What is one to do with these apparent
contradictions?
Or are they contradictions at all?
I once heard this quote by a 20th Century Jewish-American
writer and literary critic named Alfred Kazin that I found very useful:
Man’s life is full of
contradiction and he must be; we see through a glass darkly- we want more than
we can have; we see more than we can understand. But a contradiction that is
faced leads to true knowledge.
For me, the latter quotation is a Middle Path in this balancing
act of accountability versus blind faith of wise people (or
contempt toward the villains) who by all biological authority, are still oh-so-human.

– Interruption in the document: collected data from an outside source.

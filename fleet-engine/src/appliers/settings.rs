use super::{Applier, ApplyContext};
use crate::session::{Action, Probe};
use crate::utils::errors::ApplyError;
use async_trait::async_trait;

/// Flat key/value settings, read and written through the service's config CLI.
pub struct SettingsApplier;

#[async_trait]
impl Applier for SettingsApplier {
    fn kind(&self) -> &'static str {
        "setting"
    }

    async fn apply(&self, ctx: &mut ApplyContext<'_>) -> Result<(), ApplyError> {
        let manifest = ctx.registry.manifest();
        if manifest.settings.is_empty() {
            return Ok(());
        }
        let cli = manifest.service.config_cli.clone();

        let probes: Vec<Probe> = manifest
            .settings
            .keys()
            .map(|key| Probe::Setting { cli: cli.clone(), key: key.clone() })
            .collect();
        let mut current = ctx.query(&probes).await?;

        let mut drifted = Vec::new();
        for (i, (key, desired)) in manifest.settings.iter().enumerate() {
            let actual = current.take(i).into_content();
            if actual.as_deref() == Some(desired.as_bytes()) {
                ctx.correct(format!("setting:{key}"));
            } else {
                tracing::debug!(host = %ctx.host.id, key = %key, "setting drifted");
                drifted.push((key.clone(), desired.clone()));
            }
        }
        if drifted.is_empty() {
            return Ok(());
        }

        let actions = drifted
            .iter()
            .map(|(key, value)| Action::SetSetting { cli: cli.clone(), key: key.clone(), value: value.clone() })
            .collect();
        match ctx.commit(actions).await {
            Ok(()) => {
                for (key, _) in drifted {
                    ctx.fixed(format!("setting:{key}"));
                }
            }
            Err(e) => {
                for (key, _) in drifted {
                    ctx.error(format!("setting:{key}"), &e);
                }
            }
        }
        Ok(())
    }
}

#[cfg(test)]
mod tests {
    use super::*;
    use crate::appliers::testing::{host_record, registry, run};
    use crate::session::fake::FakeHost;

    const MANIFEST: &str = r#"
version = 1

[settings]
"gateway.mode" = "local"
"agents.defaults.model" = "provider/model-large"
"#;

    #[tokio::test]
    async fn test_only_drifted_keys_are_set() {
        let fake = FakeHost::new();
        fake.set_setting("gateway.mode", "local");
        fake.set_setting("agents.defaults.model", "provider/model-small");

        let result = run(&SettingsApplier, &registry(MANIFEST), &host_record("h1"), &fake, false).await;

        assert_eq!(result.fixed, vec!["setting:agents.defaults.model"]);
        assert_eq!(result.already_correct, vec!["setting:gateway.mode"]);
        assert_eq!(fake.settings()["agents.defaults.model"], "provider/model-large");
        // one query, one apply
        assert_eq!(fake.counters().queries, 1);
        assert_eq!(fake.counters().applies, 1);
    }

    #[tokio::test]
    async fn test_in_sync_sends_no_apply() {
        let fake = FakeHost::new();
        fake.set_setting("gateway.mode", "local");
        fake.set_setting("agents.defaults.model", "provider/model-large");

        let result = run(&SettingsApplier, &registry(MANIFEST), &host_record("h1"), &fake, false).await;

        assert!(result.fixed.is_empty());
        assert_eq!(result.already_correct.len(), 2);
        assert_eq!(fake.counters().applies, 0);
    }

    #[tokio::test]
    async fn test_preview_marks_simulated() {
        let fake = FakeHost::new();
        let result = run(&SettingsApplier, &registry(MANIFEST), &host_record("h1"), &fake, true).await;

        assert_eq!(result.fixed.len(), 2);
        assert!(result.fixed.iter().all(|f| f.starts_with("[dry-run] setting:")));
        assert!(fake.settings().is_empty());
    }
}
use super::{Applier, ApplyContext};
use crate::session::{Action, Probe, RemotePath};
use crate::utils::errors::ApplyError;
use async_trait::async_trait;

/// Suffix given to bootstrap files moved out of the way.
pub const DISABLED_SUFFIX: &str = ".disabled";

/// First-run bootstrap files must not survive on a provisioned host: the
/// service would re-run onboarding on its next start. Present ones are
/// moved aside, never deleted.
pub struct BootstrapApplier;

#[async_trait]
impl Applier for BootstrapApplier {
    fn kind(&self) -> &'static str {
        "bootstrap"
    }

    async fn apply(&self, ctx: &mut ApplyContext<'_>) -> Result<(), ApplyError> {
        let guards = &ctx.registry.manifest().bootstrap_guards;
        if guards.is_empty() {
            return Ok(());
        }

        let probes: Vec<Probe> = guards.iter().map(|p| Probe::Exists(RemotePath::new(p.as_str()))).collect();
        let current = ctx.query(&probes).await?;

        let mut present = Vec::new();
        for (i, path) in guards.iter().enumerate() {
            let written = ctx.known(path).is_some();
            if written || current.get(i).is_yes() {
                present.push(path.clone());
            } else {
                ctx.correct(format!("bootstrap:{path}"));
            }
        }
        if present.is_empty() {
            return Ok(());
        }

        let actions = present
            .iter()
            .map(|p| {
                let from = RemotePath::new(p.as_str());
                Action::Move { to: from.with_suffix(DISABLED_SUFFIX), from }
            })
            .collect();
        match ctx.commit(actions).await {
            Ok(()) => {
                for path in present {
                    ctx.forget(&path);
                    ctx.fixed(format!("bootstrap:{path}"));
                }
            }
            Err(e) => {
                for path in present {
                    ctx.error(format!("bootstrap:{path}"), &e);
                }
            }
        }
        Ok(())
    }
}

#[cfg(test)]
mod tests {
    use super::*;
    use crate::appliers::testing::{host_record, registry, run};
    use crate::session::fake::FakeHost;

    const MANIFEST: &str = r#"
version = 2
bootstrap_guards = ["~/.agent/workspace/BOOTSTRAP.md", "~/.agent/workspace/ONBOARD.md"]
"#;

    #[tokio::test]
    async fn test_present_guard_moved_aside() {
        let fake = FakeHost::new().with_file("~/.agent/workspace/BOOTSTRAP.md", "run onboarding");
        let result = run(&BootstrapApplier, &registry(MANIFEST), &host_record("h1"), &fake, false).await;

        assert_eq!(result.fixed, vec!["bootstrap:~/.agent/workspace/BOOTSTRAP.md"]);
        assert_eq!(result.already_correct, vec!["bootstrap:~/.agent/workspace/ONBOARD.md"]);
        assert!(!fake.exists("~/.agent/workspace/BOOTSTRAP.md"));
        assert_eq!(
            fake.file_string("~/.agent/workspace/BOOTSTRAP.md.disabled").as_deref(),
            Some("run onboarding")
        );
    }

    #[tokio::test]
    async fn test_clean_host_is_untouched() {
        let fake = FakeHost::new();
        let result = run(&BootstrapApplier, &registry(MANIFEST), &host_record("h1"), &fake, false).await;

        assert!(result.fixed.is_empty());
        assert_eq!(fake.counters().applies, 0);
    }
}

Once I’ve clarified that individuals like Dr. King, Mother Teresa and
other great spiritual figures were people (not one-dimensional
archetypes), then I can view their lives as a series of unfolding moments
(and mistakes), that they had a choice to grow from and awaken or remain
stagnant.
On a much smaller scale, last year I read a comments section on an NPR
radio show website regarding an interview with author Elizabeth Gilbert
about her newest book Big Magic.
As you recall, this is the same author of the very famous 2006 book Eat, Pray, Love.
On the website, among many other reflections of a different opinion, one
person wrote:
I was disappointed to see that On Being interviewed Elizabeth
Gilbert. Her behavior struck me as extremely narcissistic when I was only a
couple chapters in to Eat Pray Love,
and Gilbert's disturbing article about being a serial cheater only confirmed
that impression: She has repeatedly ‘chosen curiosity over fear’ for
her own benefit at the expense of others, which goes against the whole spirit
of On Being.
The article
this listener was referring too was also in The New York Times, and it was called “Confessions of a Seduction Addict” (6/24/15).
The
interesting thing is, Ms. Gilbert’s article in The Times ended with this sentence:
I walked away alone but calm. And that’s when I realized that
the better part of my life had already begun.
It would
seem, after a period of engaging in a conditioned habit, Ms. Gilbert then
came to a cross- roads where she chose
a different path.
Haven’t we
all done that at some point?
I think as
long as we hold Ms. Gilbert, or any other person in our private or public
lives, as a person, not an archetype (e.g. victim or villain, sage or caretaker),
then we may actually find narratives about someone’s rocky awakening to
be not only compelling, but also hopeful.
Because if
we expect ourselves or others to be perfect in this spiritual journey, then we
might as well give up right now; that is just not realistic.
But, if we can let
humans be humans (including our U.S. President-Elect) with an
expectation of accountability and growing wisdom over time, then perhaps
our need for archetypes (both heroes and villains) can be left to the likes of those
mythical stories and G-rated Disney movies.